In this work he used wooden frames and wire netting to divide the exhibition space. Such grids frequently appear in his later works as a way to structure and alter the way we experience the world.
Also on exhibit is a film showing what is probably Nørgaard's most famous work from his early period, The Female Christ, a type of performance art that he refers to as "happenings." For this work his wife, Lene Adler Petersen, walked naked with a Christian cross through the Copenhagen Stock Exchange in 1969. Controversial for the time, the work tried to arouse a gender-political discussion of values in modern society.
1970's Horse Sacrifice is most likely one of Nørgaard's most controversial works. To demonstrate the irrationality and cruelty of the Vietnam War, the artist killed and dissected a horse. The pieces of the dissected horse were preserved in 199 air-tight cans.

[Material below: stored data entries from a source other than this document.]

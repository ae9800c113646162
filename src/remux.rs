//! Container format conversion (remuxing).
//!
//! This module provides [`Remuxer`] for rewrapping a media file's video
//! streams into a different container format without re-encoding. This is
//! equivalent to `ffmpeg -i input.webm -c:v copy -an output.mp4`.
//!
//! # Example
//!
//! ```no_run
//! use stillcut::Remuxer;
//!
//! // Rewrap WebM video into MP4 without re-encoding.
//! Remuxer::new("input.webm", "output.mp4")?.run()?;
//! # Ok::<(), stillcut::StillcutError>(())
//! ```

use std::path::{Path, PathBuf};

use ffmpeg_next::{codec::Id, media::Type};

use crate::error::StillcutError;

/// Lossless container converter for video streams.
///
/// Copies every video stream's codec parameters and packets from the input
/// into a new output container. Audio and subtitle streams are not carried
/// over. The output format is inferred from the output file extension
/// unless forced via [`with_format`](Remuxer::with_format).
///
/// # Limitations
///
/// Remux only: codec/container compatibility is not validated upfront. A
/// codec the target container cannot carry surfaces as a
/// [`StillcutError::Sink`] from the header or packet write, never as a
/// silently corrupt file.
pub struct Remuxer {
    input_path: PathBuf,
    output_path: PathBuf,
    output_format: Option<String>,
}

/// Summary of a completed remux.
#[derive(Debug, Clone, Copy, PartialEq, Eq)]
pub struct RemuxReport {
    /// Number of video streams mapped into the output.
    pub streams_mapped: usize,
    /// Number of packets written to the output.
    pub packets_written: u64,
}

impl Remuxer {
    /// Create a new remuxer from an input to an output file.
    ///
    /// # Errors
    ///
    /// Returns [`StillcutError::FileOpen`] if the input does not exist or
    /// FFmpeg cannot be initialised.
    pub fn new<P1: AsRef<Path>, P2: AsRef<Path>>(
        input: P1,
        output: P2,
    ) -> Result<Self, StillcutError> {
        let input_path = input.as_ref().to_path_buf();
        let output_path = output.as_ref().to_path_buf();

        ffmpeg_next::init().map_err(|error| StillcutError::FileOpen {
            path: input_path.clone(),
            reason: format!("FFmpeg initialisation failed: {error}"),
        })?;

        if !input_path.exists() {
            return Err(StillcutError::FileOpen {
                path: input_path,
                reason: "File does not exist".to_string(),
            });
        }

        Ok(Self {
            input_path,
            output_path,
            output_format: None,
        })
    }

    /// Force the output container format by name (e.g. `"mp4"`, `"matroska"`)
    /// instead of inferring it from the output file extension.
    #[must_use]
    pub fn with_format<S: Into<String>>(mut self, format: S) -> Self {
        self.output_format = Some(format.into());
        self
    }

    /// Execute the remuxing operation.
    ///
    /// Maps every video stream of the input to an output stream with
    /// verbatim codec parameters, then copies packets with timestamps
    /// rescaled into the output stream's time base, interleaved for correct
    /// ordering. A packet that fails to write aborts the remux — dropping
    /// packets would produce a corrupt output.
    ///
    /// # Errors
    ///
    /// [`StillcutError::FileOpen`] if the input cannot be opened,
    /// [`StillcutError::NoVideoStream`] if nothing can be mapped, and
    /// [`StillcutError::Sink`] for output-side failures (context creation,
    /// header, packet, trailer).
    pub fn run(&self) -> Result<RemuxReport, StillcutError> {
        let mut input =
            ffmpeg_next::format::input(&self.input_path).map_err(|error| {
                StillcutError::FileOpen {
                    path: self.input_path.clone(),
                    reason: error.to_string(),
                }
            })?;

        let mut output = match &self.output_format {
            Some(format) => ffmpeg_next::format::output_as(&self.output_path, format),
            None => ffmpeg_next::format::output(&self.output_path),
        }
        .map_err(|error| {
            StillcutError::Sink(format!(
                "cannot create output {}: {error}",
                self.output_path.display(),
            ))
        })?;

        log::debug!(
            "Remuxing {} -> {} (format={})",
            self.input_path.display(),
            self.output_path.display(),
            output.format().name(),
        );

        // Build stream mapping: input stream index → output stream index.
        // Non-video streams get None.
        let mut stream_map: Vec<Option<usize>> = Vec::new();
        let mut streams_mapped: usize = 0;

        for stream in input.streams() {
            if stream.parameters().medium() != Type::Video {
                stream_map.push(None);
                continue;
            }

            let mut output_stream = output
                .add_stream(ffmpeg_next::encoder::find(Id::None))
                .map_err(|error| {
                    StillcutError::Sink(format!("cannot add output stream: {error}"))
                })?;
            output_stream.set_parameters(stream.parameters());
            // Clear the container-specific codec tag so the target muxer
            // picks its own.
            unsafe {
                (*output_stream.parameters().as_mut_ptr()).codec_tag = 0;
            }

            stream_map.push(Some(streams_mapped));
            streams_mapped += 1;
        }

        if streams_mapped == 0 {
            return Err(StillcutError::NoVideoStream);
        }

        output
            .write_header()
            .map_err(|error| StillcutError::Sink(format!("cannot write header: {error}")))?;

        // Copy packets, remapping stream indices and time bases.
        let mut packets_written: u64 = 0;
        for (stream, mut packet) in input.packets() {
            let Some(output_index) = stream_map.get(stream.index()).copied().flatten() else {
                continue;
            };

            let input_time_base = stream.time_base();
            let output_time_base = output
                .stream(output_index)
                .ok_or_else(|| {
                    StillcutError::Sink(format!("output stream {output_index} vanished"))
                })?
                .time_base();

            packet.set_stream(output_index);
            packet.rescale_ts(input_time_base, output_time_base);
            packet.set_position(-1);
            packet
                .write_interleaved(&mut output)
                .map_err(|error| StillcutError::Sink(format!("packet write failed: {error}")))?;
            packets_written += 1;
        }

        output
            .write_trailer()
            .map_err(|error| StillcutError::Sink(format!("cannot write trailer: {error}")))?;

        log::info!(
            "Remuxed {} video stream(s), {} packet(s) to {}",
            streams_mapped,
            packets_written,
            self.output_path.display(),
        );

        Ok(RemuxReport {
            streams_mapped,
            packets_written,
        })
    }
}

In Repetitions (1976), a series of seven graphic prints, Nørgaard represents different art projects and subjects that inspired him in the early years of his career up to 1976, which include war, rituals, Nordic mythology, Maoism, religion, politics, among others. This broad range of subject matters are also seen in his later work.
Rethinking history
Marat - Who Was Corday? (1976-82) is Nørgaard's reinterpretation of Jacques-Louis David's classic painting The Death of Marat and is an example of the artist's thoughts on history.
According to history, French revolutionary leader Jean-Paul Marat was shot dead by a woman named Charlotte Corday in 1793. In the installation, Nørgaard made a plaster cast of himself which acts as a Marat shrouded in bandages as he sits in a bathtub, holding his own diary in an outstretched hand.
But while David's focus was on Marat in his painting, Nørgaard turns his attention to Corday. In front of Marat is a grid wall on which pictures of various women are hung, thus prompting viewers to reexamine the identity of Marat's female killer.
"Of course, history has some facts, events that happen. But when time goes on, we start to change views on what has happened. Sometimes you have to break down and look at it again and see what was happening. So it is a process of turning down and building up all the time," Nørgaard explained to the Global Times.